The stale air mixes lightly with each gust of wind, brushing feathers on his neck and arms. It’s warm for a spring night in Colorado.

El sleeps on one of the twin beds, her back turned, blanket over her head. When they checked into the motel, she washed first thing and went to bed, Mike having to wait next door with the others while she changed. Nobody made a comment, not even that weirdo Argyle. There was money for two rooms only, two beds per, and someone had to bunk with El and it seemed appropriate that it should be Mike. Sharing a room, boyfriend and girlfriend, soon fifteen—some kids in high school would be doing things already. But the world is in danger, and after everything on the news—earthquake, deaths— and they can’t reach Hawkins over the phone, and El hasn’t said a word since they left the pizza shop, how could Mike think of things like that, high school things?! Even the idea of El… ugh, no. Wrong. Disrespectful.

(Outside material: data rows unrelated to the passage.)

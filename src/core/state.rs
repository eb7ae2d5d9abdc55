//! Match state: per-participant piles, energy, and score.
//!
//! ## ParticipantState
//!
//! One participant's mutable state:
//! - Draw pile (front = next draw)
//! - Hand (order irrelevant to the rules, kept stable for replication)
//! - Resource pool ("energy"), bounded after each refill
//! - Score
//!
//! ## MatchState
//!
//! The turn counter plus every participant's state. On the authority it is
//! written by the turn resolver; on a replica only by applied snapshots.
//!
//! Piles use `im::Vector` so that building a snapshot of every participant
//! is O(1) per pile.

use im::Vector;
use serde::{Deserialize, Serialize};
use tracing::warn;

use super::config::MatchConfig;
use super::participant::{ParticipantId, ParticipantMap};
use super::rng::GameRng;
use crate::cards::{CardCatalog, CardId};

/// One participant's state for the lifetime of a match.
#[derive(Clone, Debug, PartialEq, Eq, Serialize, Deserialize)]
pub struct ParticipantState {
    /// Stable participant identifier.
    pub id: ParticipantId,

    /// Cards still to draw; the front is drawn next.
    pub draw_pile: Vector<CardId>,

    /// Cards available to submit.
    pub hand: Vector<CardId>,

    /// Resource pool available for this turn.
    pub energy: u32,

    /// Accumulated score.
    pub score: i32,
}

impl ParticipantState {
    /// Create an empty participant with the given starting energy.
    #[must_use]
    pub fn new(id: ParticipantId, energy: u32) -> Self {
        Self {
            id,
            draw_pile: Vector::new(),
            hand: Vector::new(),
            energy,
            score: 0,
        }
    }

    /// Create a participant with a seeded, shuffled deck and an initial hand.
    ///
    /// The deck is every catalog card in id order, repeated until it reaches
    /// `config.deck_size` (a larger catalog is used whole), then shuffled
    /// from the participant's own RNG stream.
    #[must_use]
    pub fn seeded(
        id: ParticipantId,
        catalog: &CardCatalog,
        config: &MatchConfig,
        rng: &GameRng,
    ) -> Self {
        let mut state = Self::new(id, config.starting_energy);

        let ids = catalog.sorted_ids();
        if ids.is_empty() {
            warn!(participant = %id, "empty catalog, participant starts with an empty deck");
            return state;
        }

        let target = config.deck_size.max(ids.len());
        let mut deck: Vec<CardId> = ids.iter().copied().cycle().take(target).collect();
        rng.for_participant(id).shuffle(&mut deck);
        state.draw_pile = deck.into_iter().collect();

        for _ in 0..config.initial_hand_size {
            state.draw();
        }
        state
    }

    /// Draw the front card of the pile into hand.
    ///
    /// Returns the drawn card, or None if the pile is empty.
    pub fn draw(&mut self) -> Option<CardId> {
        let card = self.draw_pile.pop_front()?;
        self.hand.push_back(card);
        Some(card)
    }

    /// Remove one occurrence of a card from hand.
    ///
    /// Returns true if the card was found and removed.
    pub fn remove_from_hand(&mut self, card: CardId) -> bool {
        match self.hand.index_of(&card) {
            Some(pos) => {
                self.hand.remove(pos);
                true
            }
            None => false,
        }
    }

    /// Per-turn refill: +1 energy, bounded by `max`.
    pub fn refill(&mut self, max: u32) {
        self.energy = self.energy.saturating_add(1).min(max);
    }

    /// Spend energy, clamping at zero.
    pub fn spend(&mut self, cost: u32) {
        self.energy = self.energy.saturating_sub(cost);
    }
}

/// Complete match state: turn counter and every participant.
#[derive(Clone, Debug, Default, PartialEq, Eq, Serialize, Deserialize)]
pub struct MatchState {
    /// Current turn (0 before the first turn starts).
    pub turn: u32,

    /// Per-participant state, ordered by id.
    pub participants: ParticipantMap<ParticipantState>,
}

impl MatchState {
    /// Create an empty state (no participants yet).
    #[must_use]
    pub fn new() -> Self {
        Self::default()
    }

    /// Seed every participant from the catalog.
    #[must_use]
    pub fn seeded(
        ids: impl IntoIterator<Item = ParticipantId>,
        catalog: &CardCatalog,
        config: &MatchConfig,
    ) -> Self {
        let rng = GameRng::new(config.seed);
        Self {
            turn: 0,
            participants: ParticipantMap::from_ids(ids, |id| {
                ParticipantState::seeded(id, catalog, config, &rng)
            }),
        }
    }

    /// Get a participant's state.
    #[must_use]
    pub fn participant(&self, id: ParticipantId) -> Option<&ParticipantState> {
        self.participants.get(id)
    }

    /// Get a participant's mutable state.
    pub fn participant_mut(&mut self, id: ParticipantId) -> Option<&mut ParticipantState> {
        self.participants.get_mut(id)
    }

    /// Check whether any participant state exists.
    #[must_use]
    pub fn is_initialized(&self) -> bool {
        !self.participants.is_empty()
    }

    /// Current scores by participant.
    #[must_use]
    pub fn scores(&self) -> ParticipantMap<i32> {
        self.participants.map(|_, p| p.score)
    }
}
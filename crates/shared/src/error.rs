use serde::{Deserialize, Serialize};
use thiserror::Error;

#[derive(Debug, Clone, Copy, PartialEq, Eq, Serialize, Deserialize)]
#[serde(rename_all = "snake_case")]
pub enum ErrorCode {
    Unavailable,
    Internal,
}

/// Failure reported by an item source in place of a snapshot.
///
/// Carried inside [`crate::state::UiState::Error`], so it stays `Clone` and
/// comparable rather than wrapping an arbitrary error object.
#[derive(Debug, Clone, PartialEq, Eq, Error, Serialize, Deserialize)]
#[error("{code:?}: {message}")]
pub struct SourceError {
    pub code: ErrorCode,
    pub message: String,
}

impl SourceError {
    pub fn new(code: ErrorCode, message: impl Into<String>) -> Self {
        Self {
            code,
            message: message.into(),
        }
    }

    pub fn unavailable(message: impl Into<String>) -> Self {
        Self::new(ErrorCode::Unavailable, message)
    }
}
use serde::{Deserialize, Serialize};

use crate::error::SourceError;

#[derive(Debug, Clone, Default, PartialEq, Eq, Serialize, Deserialize)]
#[serde(tag = "state", content = "data", rename_all = "snake_case")]
pub enum UiState {
    #[default]
    Loading,
    Error(SourceError),
    Success(Vec<String>),
}

impl UiState {
    pub fn from_snapshot(snapshot: Result<Vec<String>, SourceError>) -> Self {
        match snapshot {
            Ok(items) => UiState::Success(items),
            Err(cause) => UiState::Error(cause),
        }
    }

    pub fn is_loading(&self) -> bool {
        matches!(self, UiState::Loading)
    }

    pub fn items(&self) -> Option<&[String]> {
        match self {
            UiState::Success(items) => Some(items),
            _ => None,
        }
    }

    pub fn error(&self) -> Option<&SourceError> {
        match self {
            UiState::Error(cause) => Some(cause),
            _ => None,
        }
    }
}
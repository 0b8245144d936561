//! Commands queued from the UI boundary to whoever owns the item state.

use serde::{Deserialize, Serialize};

#[derive(Debug, Clone, PartialEq, Eq, Serialize, Deserialize)]
#[serde(tag = "command", content = "text", rename_all = "snake_case")]
pub enum Command {
    Add,
    TextUpdate(String),
    Delete,
    List,
    Save(String),
}

impl Command {
    /// Stable short name, used as the `command` field in logs.
    pub fn name(&self) -> &'static str {
        match self {
            Command::Add => "add",
            Command::TextUpdate(_) => "text_update",
            Command::Delete => "delete",
            Command::List => "list",
            Command::Save(_) => "save",
        }
    }

    pub fn execute<R>(self, receiver: &R)
    where
        R: CommandReceiver + ?Sized,
    {
        match self {
            Command::Add => receiver.on_add(),
            Command::TextUpdate(text) => receiver.on_text_update(text),
            Command::Delete => receiver.on_delete(),
            Command::List => receiver.on_list(),
            Command::Save(text) => receiver.on_save(text),
        }
    }
}

/// Capability set a command is executed against.
///
/// Operations are synchronous entry points; receivers that need async work
/// spawn it themselves.
pub trait CommandReceiver {
    fn on_add(&self);
    fn on_text_update(&self, text: String);
    fn on_delete(&self);
    fn on_list(&self);
    fn on_save(&self, text: String);

    fn process_command(&self, command: Command) {
        dispatch(command, self);
    }
}

/// Invokes exactly one receiver operation for `command`.
pub fn dispatch<R>(command: Command, receiver: &R)
where
    R: CommandReceiver + ?Sized,
{
    command.execute(receiver);
}

#[cfg(test)]
#[path = "tests/command_tests.rs"]
mod tests;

Voices and laughter seep in muted through the cardboard walls. Mike was lucky, with a bed all for himself; the other three will have to play musical chairs. Poor Will. How is he surviving a night with Jonathan and Argyle, with their stupid jokes and questionable tastes? It smells of pot all the way to here, floating in with the breeze.

Mike shuts the window.

Such a hollow night. He’s nowhere near sleepy, he can’t turn on the TV, he’s even feeling guilty for leaving the bedside lamp on. And what for? There’s nothing to read here but a damned Bible. It’s impossible to tell if El’s really sleeping, if any of the noise and lights bother her—would she say anything if they did?

Another wave of laughter shakes the walls. What is all that commotion about? What’s so funny—and how can they be laughing with everything that’s happened and everything that’s still at stake?  

He pulls his Converse on, and hesitates, hand on his blue overshirt, but he leaves it on the hanger; he’ll only be a minute.

Mike knocks on number twelve.

Will opens, big red eyes, big happy grin.  

“Mike! Just who I was thinking of! You’ve come to save me from these idiots!”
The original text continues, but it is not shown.